Histologic examination of sc implants of the syngeneic C3H/He mammary carcinoma MC2 showed that the accumulation of a large number of lymphoid cells in the stroma around the implants in C3H/He mice was a constant feature of the early primary host response. This stromal reaction had two main components, the first composed of small lymphocytes and the second composed of larger blast cells with a high proportion of plasma cells. The surgical removal of a 6-day-old tumor implant with its surrounding stromal reaction, if performed 4 days before systemic dissemination of MC2 cells via injection into the left ventricle, resulted in a more frequent growth of the disseminated cells as compared to the frequency of growth in mice carrying their tumor implants. This increased frequency of growth in surgically cured mice could be reduced by repeated transfusions of plasma from MC2-bearing hosts.

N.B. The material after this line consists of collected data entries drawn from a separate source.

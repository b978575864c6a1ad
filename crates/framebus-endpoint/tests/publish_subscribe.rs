use std::sync::atomic::{AtomicBool, Ordering};
use std::sync::{Arc, Mutex};
use std::thread;
use std::time::{Duration, Instant};

use framebus_endpoint::{
    AsyncClient, Client, ClientConfig, Endpoint, HandlerError, Message, RequestFailure,
    RequestHandler, Server, ServerConfig,
};
use serde_json::{json, Value};
use tokio::runtime::Runtime;

fn loopback() -> ServerConfig {
    ServerConfig::new(Endpoint::tcp("127.0.0.1:0"), Endpoint::tcp("127.0.0.1:0"))
}

fn client_for(server: &Server) -> ClientConfig {
    ClientConfig::new(
        server.reply_endpoint().clone(),
        server.publish_endpoint().clone(),
    )
}

fn collector() -> (Arc<Mutex<Vec<Value>>>, impl Fn(Message) + Send + Sync + 'static) {
    let seen = Arc::new(Mutex::new(Vec::new()));
    let sink = Arc::clone(&seen);
    let callback = move |message: Message| {
        let index = message.get("index").cloned().unwrap_or(Value::Null);
        sink.lock().expect("collector lock").push(index);
    };
    (seen, callback)
}

fn wait_for(seen: &Mutex<Vec<Value>>, count: usize) -> Vec<Value> {
    let deadline = Instant::now() + Duration::from_secs(5);
    loop {
        let current = seen.lock().expect("collector lock").clone();
        if current.len() >= count || Instant::now() >= deadline {
            return current;
        }
        thread::sleep(Duration::from_millis(10));
    }
}

fn frame_notification(index: i64) -> Message {
    Message::notification("NTF_FRAME").with("index", index)
}

fn stalling_callback(
    stall: Duration,
) -> (Arc<AtomicBool>, impl Fn(Message) + Send + Sync + 'static) {
    let entered = Arc::new(AtomicBool::new(false));
    let flag = Arc::clone(&entered);
    let callback = move |_message: Message| {
        flag.store(true, Ordering::SeqCst);
        thread::sleep(stall);
    };
    (entered, callback)
}

fn wait_until(flag: &AtomicBool) {
    let deadline = Instant::now() + Duration::from_secs(5);
    while !flag.load(Ordering::SeqCst) && Instant::now() < deadline {
        thread::sleep(Duration::from_millis(10));
    }
    assert!(flag.load(Ordering::SeqCst), "callback never ran");
}

#[test]
fn notifications_fan_out_in_order() {
    let runtime = Runtime::new().expect("runtime");
    let server = runtime
        .block_on(Server::bind(loopback(), None))
        .expect("bind server");

    // Nobody is subscribed yet: this one is lost for good.
    assert_eq!(server.notify(&frame_notification(-1)), 0);

    let first = Client::new(client_for(&server));
    let second = Client::new(client_for(&server));
    let (first_seen, first_callback) = collector();
    let (second_seen, second_callback) = collector();
    first.set_notification_callback(first_callback);
    second.set_notification_callback(second_callback);
    assert!(first.start_notification_listener());
    assert!(second.start_notification_listener());
    assert_eq!(server.subscriber_count(), 2);

    for index in 0..5 {
        assert_eq!(server.notify(&frame_notification(index)), 2);
    }

    let expected: Vec<Value> = (0..5).map(|index| json!(index)).collect();
    assert_eq!(wait_for(&first_seen, 5), expected);
    assert_eq!(wait_for(&second_seen, 5), expected);

    first.disconnect();
    second.disconnect();
    runtime.block_on(server.disconnect());
}

#[test]
fn stopped_listener_is_pruned() {
    let runtime = Runtime::new().expect("runtime");
    let server = runtime
        .block_on(Server::bind(loopback(), None))
        .expect("bind server");

    let client = Client::new(client_for(&server));
    let (seen, callback) = collector();
    client.set_notification_callback(callback);
    assert!(client.start_notification_listener());
    assert!(client.is_listening());
    assert_eq!(server.notify(&frame_notification(0)), 1);
    assert_eq!(wait_for(&seen, 1), vec![json!(0)]);

    client.stop_notification_listener();
    assert!(!client.is_listening());

    let deadline = Instant::now() + Duration::from_secs(5);
    while server.subscriber_count() > 0 && Instant::now() < deadline {
        server.notify(&frame_notification(1));
        thread::sleep(Duration::from_millis(10));
    }
    assert_eq!(server.subscriber_count(), 0);

    runtime.block_on(server.disconnect());
}

#[test]
fn server_shutdown_ends_listener() {
    let runtime = Runtime::new().expect("runtime");
    let server = runtime
        .block_on(Server::bind(loopback(), None))
        .expect("bind server");

    let client = Client::new(client_for(&server));
    let (seen, callback) = collector();
    client.set_notification_callback(callback);
    assert!(client.start_notification_listener());
    assert_eq!(server.notify(&frame_notification(0)), 1);
    assert_eq!(wait_for(&seen, 1), vec![json!(0)]);

    runtime.block_on(server.disconnect());
    assert_eq!(server.subscriber_count(), 0);

    let deadline = Instant::now() + Duration::from_secs(5);
    while client.is_listening() && Instant::now() < deadline {
        thread::sleep(Duration::from_millis(10));
    }
    assert!(!client.is_listening());
    client.disconnect();
}

#[test]
fn stuck_callback_does_not_hold_up_stop() {
    let runtime = Runtime::new().expect("runtime");
    let server = runtime
        .block_on(Server::bind(loopback(), None))
        .expect("bind server");

    let config = client_for(&server);
    let budget = config.shutdown_grace + config.poll_interval;
    let client = Client::new(config);
    let (entered, callback) = stalling_callback(Duration::from_secs(4));
    client.set_notification_callback(callback);
    assert!(client.start_notification_listener());
    assert_eq!(server.notify(&frame_notification(0)), 1);
    wait_until(&entered);

    let started = Instant::now();
    client.stop_notification_listener();
    let elapsed = started.elapsed();
    assert!(
        elapsed >= Duration::from_millis(900),
        "stopped before the grace period: {elapsed:?}"
    );
    assert!(
        elapsed < budget + Duration::from_millis(400),
        "stop took {elapsed:?}"
    );
    assert!(!client.is_listening());

    client.disconnect();
    runtime.block_on(server.disconnect());
}

#[test]
fn callback_can_be_replaced_while_listening() {
    let runtime = Runtime::new().expect("runtime");
    let server = runtime
        .block_on(Server::bind(loopback(), None))
        .expect("bind server");

    let client = Client::new(client_for(&server));
    let (before, first_callback) = collector();
    client.set_notification_callback(first_callback);
    assert!(client.start_notification_listener());
    server.notify(&frame_notification(0));
    assert_eq!(wait_for(&before, 1), vec![json!(0)]);

    let (after, second_callback) = collector();
    client.set_notification_callback(second_callback);
    server.notify(&frame_notification(1));
    assert_eq!(wait_for(&after, 1), vec![json!(1)]);
    assert_eq!(before.lock().expect("collector lock").len(), 1);

    client.disconnect();
    runtime.block_on(server.disconnect());
}

#[test]
fn publisher_handle_notifies_from_other_threads() {
    let runtime = Runtime::new().expect("runtime");
    let server = runtime
        .block_on(Server::bind(loopback(), None))
        .expect("bind server");

    let client = Client::new(client_for(&server));
    let (seen, callback) = collector();
    client.set_notification_callback(callback);
    assert!(client.start_notification_listener());

    let publisher = server.publisher();
    thread::spawn(move || {
        for index in 0..3 {
            publisher.notify(&frame_notification(index));
        }
    })
    .join()
    .expect("publisher thread");

    assert_eq!(wait_for(&seen, 3), vec![json!(0), json!(1), json!(2)]);

    client.disconnect();
    runtime.block_on(server.disconnect());
}

fn echo_handler() -> Arc<dyn RequestHandler> {
    Arc::new(|request: Message| -> Result<Message, HandlerError> {
        Ok(Message::ok(request.get("value").cloned().unwrap_or(json!(null))))
    })
}

#[tokio::test(flavor = "multi_thread", worker_threads = 2)]
async fn async_client_requests_and_listens() {
    let server = Server::bind(loopback(), Some(echo_handler()))
        .await
        .expect("bind server");
    let mut client = AsyncClient::new(client_for(&server));
    assert!(client.connect().await);

    assert_eq!(
        client
            .send_request(&Message::request("GENERAL").with("value", 7))
            .await,
        Ok(json!(7))
    );
    assert!(client.send_message(&Message::request("GENERAL")).await);

    let (tx, mut rx) = tokio::sync::mpsc::unbounded_channel();
    client.set_notification_callback(move |message: Message| {
        let _ = tx.send(message);
    });
    assert!(client.start_notification_listener().await);
    assert_eq!(server.notify(&frame_notification(3)), 1);

    let received = tokio::time::timeout(Duration::from_secs(5), rx.recv())
        .await
        .expect("notification in time")
        .expect("notification");
    assert_eq!(received.get("index"), Some(&json!(3)));
    assert_eq!(received.get("type"), Some(&json!("NTF_FRAME")));

    client.disconnect().await;
    client.disconnect().await;
    assert!(!client.is_listening());
    server.disconnect().await;
}

#[tokio::test(flavor = "multi_thread", worker_threads = 2)]
async fn async_client_recovers_after_timeout() {
    let slow = Arc::new(AtomicBool::new(true));
    let first = Arc::clone(&slow);
    let handler: Arc<dyn RequestHandler> =
        Arc::new(move |request: Message| -> Result<Message, HandlerError> {
            if first.swap(false, Ordering::SeqCst) {
                thread::sleep(Duration::from_secs(2));
            }
            Ok(Message::ok(request.get("value").cloned().unwrap_or(json!(null))))
        });
    let server = Server::bind(loopback(), Some(handler))
        .await
        .expect("bind server");
    let mut client =
        AsyncClient::new(client_for(&server).with_timeout(Duration::from_millis(500)));
    assert!(client.connect().await);

    let started = Instant::now();
    assert_eq!(
        client
            .send_request(&Message::request("GENERAL").with("value", 1))
            .await,
        Err(RequestFailure::Timeout)
    );
    // The reply socket answers one request at a time, so nothing gets
    // through until the slow handler returns.
    tokio::time::sleep_until((started + Duration::from_millis(2100)).into()).await;
    assert_eq!(
        client
            .send_request(&Message::request("GENERAL").with("value", 2))
            .await,
        Ok(json!(2))
    );

    client.disconnect().await;
    server.disconnect().await;
}

#[tokio::test(flavor = "multi_thread", worker_threads = 2)]
async fn async_listener_is_aborted_after_grace() {
    let server = Server::bind(loopback(), None)
        .await
        .expect("bind server");
    let config = client_for(&server);
    let grace = config.shutdown_grace;
    let mut client = AsyncClient::new(config);
    let (entered, callback) = stalling_callback(Duration::from_secs(3));
    client.set_notification_callback(callback);
    assert!(client.start_notification_listener().await);
    assert_eq!(server.notify(&frame_notification(0)), 1);

    let deadline = Instant::now() + Duration::from_secs(5);
    while !entered.load(Ordering::SeqCst) && Instant::now() < deadline {
        tokio::time::sleep(Duration::from_millis(10)).await;
    }
    assert!(entered.load(Ordering::SeqCst), "callback never ran");

    let started = Instant::now();
    client.stop_notification_listener().await;
    let elapsed = started.elapsed();
    assert!(elapsed >= grace - Duration::from_millis(100), "{elapsed:?}");
    assert!(elapsed < grace + Duration::from_millis(500), "{elapsed:?}");
    assert!(!client.is_listening());

    server.disconnect().await;
}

Repeated ip injections of antigen, in the form of 2 X 10(5) inactivated tumor cells after tumor excision, did not support the development of strong systemic resistance against metastases. When sublethal whole-body radiation was given before the sc tumor implant, the stromal reaction was much reduced, and the surgical removal of sc tumor implants from irradiated mice resulted in only a minor increase in the growth of tumor cells injected into the circulation compared to the growth of tumor cells injected into irradiated mice carrying their tumor implants. It appears that a strong, local primary immune reaction may act as a temporary accessory lymphoid organ, constituting an early and potent source of systemic immune protective factors.